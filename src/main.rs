use std::process::exit;
use std::time::Duration;

use anyhow::{bail, Context, Result};
use clap::Parser;
use log::warn;

use gesture_capture::protocol::DEFAULT_DEVICE_NAME;
use gesture_capture::simulator::{DeliveryOrder, SimulatedLink, SimulatorConfig};
use gesture_capture::{run_capture, CaptureConfig, ConnectionManager, GattLink, Status};

#[derive(Parser, Debug)]
#[command(
    name = "gesture-capture",
    about = "Capture accelerometer gestures from the Nano 33 IoT over BLE"
)]
struct Args {
    /// Bluetooth MAC address; scans by name when omitted
    address: Option<String>,
    /// Advertised name prefix to scan for
    #[arg(long, default_value = DEFAULT_DEVICE_NAME)]
    name: String,
    /// Seconds to wait for each capture to complete
    #[arg(long, default_value_t = 15.0)]
    timeout: f64,
    /// Number of gestures to record
    #[arg(long, default_value_t = 1)]
    attempts: u32,
    /// Use the built-in simulated device instead of BlueZ
    #[arg(long)]
    simulate: bool,
    /// Debug logging unless GESTURE_CAPTURE_LOG/RUST_LOG says otherwise
    #[arg(short, long)]
    verbose: bool,
}

fn main() {
    if let Err(e) = run() {
        eprintln!("Error: {e:#}");
        exit(1);
    }
}

fn run() -> Result<()> {
    let args = Args::parse();
    gesture_capture::logging::init_logging(args.verbose);

    if !args.timeout.is_finite() || args.timeout <= 0.0 {
        bail!("--timeout must be a positive number of seconds");
    }
    let config = CaptureConfig::default()
        .with_timeout(Duration::from_secs_f64(args.timeout))
        .with_observer(print_status);

    let runtime = tokio::runtime::Runtime::new().context("tokio runtime init failed")?;
    runtime.block_on(async {
        if args.simulate {
            println!("--- Using simulated device ---");
            let sim = SimulatorConfig {
                order: DeliveryOrder::Interleaved,
                ..SimulatorConfig::default()
            };
            let link = SimulatedLink::with_config("00:00:00:00:00:00", &sim);
            return capture_loop(&ConnectionManager::new(link), &config, args.attempts).await;
        }
        connect_and_capture(&args, &config).await
    })
}

#[cfg(feature = "bluez")]
async fn connect_and_capture(args: &Args, config: &CaptureConfig) -> Result<()> {
    let connector = gesture_capture::BluezConnector::default();
    let address = match &args.address {
        Some(a) => a.clone(),
        None => {
            println!("Scanning for '{}'...", args.name);
            connector.discover(&args.name).await?
        }
    };
    println!("Connecting to {address}...");
    let link = connector.connect(&address, connector.connect_timeout).await?;
    capture_loop(&ConnectionManager::new(link), config, args.attempts).await
}

#[cfg(not(feature = "bluez"))]
async fn connect_and_capture(_args: &Args, _config: &CaptureConfig) -> Result<()> {
    bail!("built without the `bluez` feature; rebuild with it or pass --simulate")
}

async fn capture_loop<L: GattLink>(
    manager: &ConnectionManager<L>,
    config: &CaptureConfig,
    attempts: u32,
) -> Result<()> {
    println!("Connected to {}", manager.address());
    let mut captured = 0;
    for attempt in 1..=attempts {
        println!("[Attempt {attempt}/{attempts}] Get ready...");
        match run_capture(manager, config).await {
            Ok(capture) => {
                captured += 1;
                let (x, y, z) = capture.axes();
                println!(
                    "[Attempt {attempt}] {} samples in {:.1}s | mean x={:+.3} y={:+.3} z={:+.3}",
                    capture.len(),
                    capture.elapsed.as_secs_f64(),
                    mean(&x),
                    mean(&y),
                    mean(&z)
                );
            }
            Err(e) => {
                warn!("attempt {attempt} failed: {e}");
                eprintln!("[Attempt {attempt}] failed: {e}");
            }
        }
    }

    println!("Disconnecting...");
    manager.disconnect().await;
    println!("Done. {captured}/{attempts} captures succeeded.");
    Ok(())
}

fn print_status(status: Status) {
    if let Some(secs) = status.countdown() {
        println!("  {secs}...");
        return;
    }
    match status {
        Status::Capturing => println!("  GO!"),
        Status::Complete => println!("  Capture complete"),
        Status::Error => println!("  Device reported an error"),
        _ => {}
    }
}

fn mean(values: &[f64]) -> f64 {
    if values.is_empty() {
        return 0.0;
    }
    values.iter().sum::<f64>() / values.len() as f64
}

_____

WHAT THE TASK ASKS.
Find each line in the records holding the string "Debug" and show it.

WRITTEN SOLUTION.
#[derive(Parser, Debug)]
    /// Debug logging unless GESTURE_CAPTURE_LOG/RUST_LOG says otherwise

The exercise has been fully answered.